Technical information
- Licensing authority: FCC
- Facility ID: 63929
- Class: C2
- ERP: 23,500 watts
- HAAT: 162.6 meters (533 ft)

Links
- Public license information: Public file; LMS;
- Webcast: Listen live
- Website: www.997kmjj.com

= KMJJ-FM =

Radio station in Shreveport, Louisiana

KMJJ-FM (99.7 MHz, "99.7 KMJJ") is an American radio station with an urban contemporary format broadcasting in the Shreveport–Bossier City metropolitan area. The station is owned by Cumulus Media and is headquartered at the Louisiana Boardwalk shopping center in Bossier City, Louisiana. The station's transmitter is southwest of the I-20/I-49 interchange in Shreveport, on a landmark non-supported structure nicknamed Eiffel Tower (after the Paris monument of the same name).

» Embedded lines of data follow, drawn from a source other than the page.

use std::io::Write;

use clap::Args;
use tokio::io::{AsyncBufReadExt, BufReader};
use tokio::time::Instant;
use uuid::Uuid;

use crate::cli::config::load_session;
use crate::cli::OutputFormat;
use crate::client::{AdminApi, AdminDirectory};
use crate::types::{Action, Role};
use crate::workflow::{AccessManager, Effect, Event, HighlightTone, Phase, RosterRow};

#[derive(Args)]
pub struct ManageArgs {
    #[arg(long, help = "Sort order for the user list, e.g. role,name")]
    pub order_by: Option<String>,
}

const HELP: &str = "\
commands:
  list                       show the user table
  promote <user>             ask to make <user> an admin
  demote <user>              ask to make <user> a regular user
  confirm | cancel           answer a pending role change
  grant <user> <perm>        tick add, edit or delete for an admin
  revoke <user> <perm>       untick a permission
  save <user>                save one admin's edited permissions
  close                      leave the manager
  save-all | discard | back  answer the unsaved-changes prompt
  dismiss                    clear the error message
<user> is a row number, an email or an id.";

/// One line typed at the prompt.
#[derive(Debug, Clone, PartialEq, Eq)]
pub(crate) enum Input {
    List,
    Help,
    Promote(String),
    Demote(String),
    Confirm,
    Cancel,
    Toggle { user: String, action: Action, value: bool },
    Save(String),
    Close,
    SaveAll,
    Discard,
    Back,
    Dismiss,
}

pub(crate) fn parse_input(line: &str) -> Result<Input, String> {
    let words: Vec<&str> = line.split_whitespace().collect();
    let input = match words.as_slice() {
        ["list"] | ["ls"] => Input::List,
        ["help"] | ["?"] => Input::Help,
        ["promote", user] => Input::Promote(user.to_string()),
        ["demote", user] => Input::Demote(user.to_string()),
        ["confirm"] | ["yes"] => Input::Confirm,
        ["cancel"] | ["no"] => Input::Cancel,
        [verb @ ("grant" | "revoke"), user, action] => Input::Toggle {
            user: user.to_string(),
            action: action.parse()?,
            value: *verb == "grant",
        },
        ["save", user] => Input::Save(user.to_string()),
        ["close"] | ["quit"] | ["exit"] => Input::Close,
        ["save-all"] => Input::SaveAll,
        ["discard"] => Input::Discard,
        ["back"] => Input::Back,
        ["dismiss"] => Input::Dismiss,
        [] => return Err(String::new()),
        _ => return Err(format!("unrecognised command '{}', try 'help'", line.trim())),
    };
    Ok(input)
}

/// Resolves a row number (1-based), email or id against the table.
pub(crate) fn resolve_row(rows: &[RosterRow], needle: &str) -> Option<Uuid> {
    if let Ok(index) = needle.parse::<usize>() {
        return index.checked_sub(1).and_then(|i| rows.get(i)).map(|r| r.user_id);
    }
    if let Ok(id) = Uuid::parse_str(needle) {
        return rows.iter().find(|r| r.user_id == id).map(|r| r.user_id);
    }
    rows.iter()
        .find(|r| r.email.eq_ignore_ascii_case(needle))
        .map(|r| r.user_id)
}

pub(crate) fn render_row(index: usize, row: &RosterRow) -> String {
    let mark = |on: bool, letter: char| if on { letter } else { '-' };
    let flags = format!(
        "{}{}{}",
        mark(row.flags.add, 'A'),
        mark(row.flags.edit, 'E'),
        mark(row.flags.delete, 'D')
    );
    let mut tags = Vec::new();
    if row.is_seed {
        tags.push("seed");
    }
    if row.is_self {
        tags.push("you");
    }
    if row.dirty {
        tags.push("unsaved");
    }
    if row.new_admin {
        tags.push("new admin");
    }
    if !row.role_selector_enabled {
        tags.push("locked");
    }
    let pointer = match row.highlight {
        Some(HighlightTone::Error) => "!!",
        Some(HighlightTone::Info) => "->",
        None => "  ",
    };
    let perms = if row.role == Role::Admin { flags } else { "   ".to_string() };
    format!(
        "{} {:>2}. {:<24} {:<28} {:<5} {}  {}",
        pointer,
        index + 1,
        row.name,
        row.email,
        row.role,
        perms,
        tags.join(", ")
    )
}

pub async fn handle(args: ManageArgs, _output_format: OutputFormat) -> anyhow::Result<()> {
    let client = load_session()?.client()?;
    let mut directory = AdminDirectory::new(client);
    if let Some(order) = args.order_by {
        directory = directory.with_order(order);
    }
    let mut manager = AccessManager::with_directory(directory).await?;

    let Some(viewer) = manager.viewer() else {
        anyhow::bail!("Could not determine the logged-in user");
    };
    if !viewer.is_admin() {
        anyhow::bail!("Admin access required");
    }
    println!("Managing admin access as {}. Type 'help' for commands.", viewer.email);
    print_table(&manager);

    let mut lines = BufReader::new(tokio::io::stdin()).lines();
    let mut timers: Vec<(u64, Instant)> = Vec::new();

    loop {
        print_prompt(&manager);

        let next_deadline = timers.iter().map(|(_, at)| *at).min();
        let line = tokio::select! {
            line = lines.next_line() => line?,
            _ = sleep_until(next_deadline) => {
                let now = Instant::now();
                let (due, pending): (Vec<_>, Vec<_>) = timers.into_iter().partition(|(_, at)| *at <= now);
                timers = pending;
                for (highlight_id, _) in due {
                    manager.dispatch(Event::HighlightExpired { highlight_id }).await;
                }
                println!();
                continue;
            }
        };

        let Some(line) = line else {
            println!();
            if let Some(warning) = manager.abandon_warning() {
                println!("Input closed. {}.", warning);
            }
            return Ok(());
        };

        let input = match parse_input(&line) {
            Ok(input) => input,
            Err(message) => {
                if !message.is_empty() {
                    println!("{}", message);
                }
                continue;
            }
        };

        let event = match input {
            Input::List => {
                print_table(&manager);
                continue;
            }
            Input::Help => {
                println!("{}", HELP);
                continue;
            }
            Input::Promote(user) => match lookup(&manager, &user) {
                Some(user_id) => Event::RequestRoleChange { user_id, new_role: Role::Admin },
                None => continue,
            },
            Input::Demote(user) => match lookup(&manager, &user) {
                Some(user_id) => Event::RequestRoleChange { user_id, new_role: Role::User },
                None => continue,
            },
            Input::Confirm => Event::ConfirmRoleChange,
            Input::Cancel => Event::CancelRoleChange,
            Input::Toggle { user, action, value } => match lookup(&manager, &user) {
                Some(user_id) => Event::TogglePermission { user_id, action, value },
                None => continue,
            },
            Input::Save(user) => match lookup(&manager, &user) {
                Some(user_id) => Event::SavePermissions { user_id },
                None => continue,
            },
            Input::Close => Event::RequestClose,
            Input::SaveAll => Event::SaveAllAndClose,
            Input::Discard => Event::DiscardDrafts,
            Input::Back => Event::CancelClose,
            Input::Dismiss => Event::DismissError,
        };

        let effects = manager.dispatch(event).await;
        let mut closing = false;
        for effect in effects {
            match effect {
                Effect::ScrollIntoView { user_id } => {
                    if let Some(row) = manager.roster().iter().find(|r| r.user_id == user_id) {
                        println!("-> {} <{}>", row.name, row.email);
                    }
                }
                Effect::ClearHighlightAfter { highlight_id, after } => {
                    timers.push((highlight_id, Instant::now() + after));
                }
                Effect::Close => closing = true,
            }
        }
        if closing {
            println!("Closed.");
            return Ok(());
        }
        print_table(&manager);
    }
}

fn lookup<A: AdminApi>(manager: &AccessManager<A>, needle: &str) -> Option<Uuid> {
    let found = resolve_row(&manager.roster(), needle);
    if found.is_none() {
        println!("No user matches '{}'", needle);
    }
    found
}

fn print_table<A: AdminApi>(manager: &AccessManager<A>) {
    for (index, row) in manager.roster().iter().enumerate() {
        println!("{}", render_row(index, row));
    }
    if let Some(error) = &manager.state().error {
        println!("error: {}", error);
    }
}

fn print_prompt<A: AdminApi>(manager: &AccessManager<A>) {
    let state = manager.state();
    match state.phase {
        Phase::AwaitingRoleConfirmation => {
            if let Some(pending) = &state.pending_change {
                println!("Change {} to {}? (confirm/cancel)", pending.user_name, pending.new_role);
            }
        }
        Phase::ConfirmDiscardOrSave => {
            println!("You have unsaved permission changes. (save-all/discard/back)");
        }
        _ => {}
    }
    if let Some(reminder) = &state.reminder {
        println!("Remember to give {} at least one permission.", reminder.user_name);
    }
    print!("locker> ");
    let _ = std::io::stdout().flush();
}

async fn sleep_until(deadline: Option<Instant>) {
    match deadline {
        Some(at) => tokio::time::sleep_until(at).await,
        None => std::future::pending::<()>().await,
    }
}

#[cfg(test)]
mod tests {
    use super::*;
    use crate::types::PermissionFlags;

    fn row(name: &str) -> RosterRow {
        RosterRow {
            user_id: Uuid::new_v4(),
            name: name.to_string(),
            email: format!("{}@example.com", name.to_lowercase()),
            role: Role::Admin,
            is_seed: false,
            is_self: false,
            role_selector_enabled: true,
            permissions_editable: true,
            flags: PermissionFlags::new(true, false, false),
            dirty: false,
            new_admin: false,
            highlight: None,
        }
    }

    #[test]
    fn parses_toggle_commands() {
        assert_eq!(
            parse_input("grant 2 delete").unwrap(),
            Input::Toggle { user: "2".to_string(), action: Action::Delete, value: true }
        );
        assert_eq!(
            parse_input("revoke ann@example.com add").unwrap(),
            Input::Toggle { user: "ann@example.com".to_string(), action: Action::Add, value: false }
        );
        assert!(parse_input("grant 2 publish").is_err());
        assert_eq!(parse_input("   ").unwrap_err(), "");
    }

    #[test]
    fn resolves_rows_by_number_email_or_id() {
        let rows = vec![row("Seed"), row("Ann")];
        assert_eq!(resolve_row(&rows, "2"), Some(rows[1].user_id));
        assert_eq!(resolve_row(&rows, "ANN@example.com"), Some(rows[1].user_id));
        assert_eq!(resolve_row(&rows, &rows[0].user_id.to_string()), Some(rows[0].user_id));
        assert_eq!(resolve_row(&rows, "0"), None);
        assert_eq!(resolve_row(&rows, "3"), None);
    }

    #[test]
    fn renders_flags_and_tags() {
        let mut r = row("Ann");
        r.dirty = true;
        r.highlight = Some(HighlightTone::Error);
        let line = render_row(0, &r);
        assert!(line.starts_with("!!  1. Ann"));
        assert!(line.contains("A--"));
        assert!(line.contains("unsaved"));
    }
}
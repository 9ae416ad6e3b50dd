use clap::Parser;
use ai_locker::cli::Cli;
use tracing_subscriber::EnvFilter;

#[tokio::main]
async fn main() -> anyhow::Result<()> {
    tracing_subscriber::fmt()
        .with_env_filter(EnvFilter::try_from_default_env().unwrap_or_else(|_| EnvFilter::new("warn")))
        .with_writer(std::io::stderr)
        .init();

    let cli = Cli::parse();

    if let Err(e) = ai_locker::cli::run(cli).await {
        match std::env::var("LOCKER_CLI_VERBOSE").as_deref() {
            Ok("true") | Ok("1") => eprintln!("Error: {e:?}"),
            _ => eprintln!("Error: {e}"),
        }
        std::process::exit(1);
    }

    Ok(())
}
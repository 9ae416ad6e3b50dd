pub mod admin_service;
pub mod auth_service;
pub mod catalog_service;

pub use admin_service::{AdminError, AdminService};
pub use auth_service::{AuthError, AuthService, AuthSession, ForgotPasswordOutcome};
pub use catalog_service::{CatalogError, CatalogInput, CatalogService};
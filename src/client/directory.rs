use tracing::debug;
use uuid::Uuid;

use crate::client::{AdminApi, ClientError};
use crate::types::UserView;

/// Cached view of the current user and the admin user list.
///
/// The cache is invalidated after every mutation and must be refreshed before
/// the workflow looks at it again; nothing here patches entries locally.
pub struct AdminDirectory<A: AdminApi> {
    api: A,
    order_by: Option<String>,
    me: Option<UserView>,
    users: Vec<UserView>,
    stale: bool,
}

impl<A: AdminApi> AdminDirectory<A> {
    pub fn new(api: A) -> Self {
        Self {
            api,
            order_by: None,
            me: None,
            users: Vec::new(),
            stale: true,
        }
    }

    pub fn with_order(mut self, order_by: impl Into<String>) -> Self {
        self.order_by = Some(order_by.into());
        self
    }

    pub fn api(&self) -> &A {
        &self.api
    }

    pub fn me(&self) -> Option<&UserView> {
        self.me.as_ref()
    }

    pub fn users(&self) -> &[UserView] {
        &self.users
    }

    pub fn find(&self, user_id: Uuid) -> Option<&UserView> {
        self.users.iter().find(|u| u.id == user_id)
    }

    pub fn is_stale(&self) -> bool {
        self.stale
    }

    pub fn invalidate(&mut self) {
        self.stale = true;
    }

    /// Reloads both the current user and the list. On failure the old
    /// snapshot is kept and stays marked stale.
    pub async fn refresh(&mut self) -> Result<(), ClientError> {
        let me = self.api.current_user().await?;
        let users = self.api.list_users(self.order_by.as_deref()).await?;
        debug!("Directory refreshed: {} users", users.len());

        self.me = Some(me);
        self.users = users;
        self.stale = false;
        Ok(())
    }

    pub async fn refresh_if_stale(&mut self) -> Result<(), ClientError> {
        if self.stale {
            self.refresh().await?;
        }
        Ok(())
    }
}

It is co-located with KVMA-FM and KQHN-FM with the KRMD-FM auxiliary transmitter.

== History ==
KMJJ was originally known as Majic FM 100 then on 100.1 FM debuting an urban format on August 1, 1988, flipping from easy listening KCOZ. It has been a heritage urban-formatted station since in the Shreveport-Bossier City. In April 1993 KMJJ moved to 99.7 FM and upgraded to 50,000 watts. In the years since it has gained competition from KDKS and KBTT; it gained format companionship in 2004 when KVMA-FM took to the air. Since January 2008, KMJJ is the syndicated home of Big Boy's Neighborhood, replacing the Doug Banks Morning Show.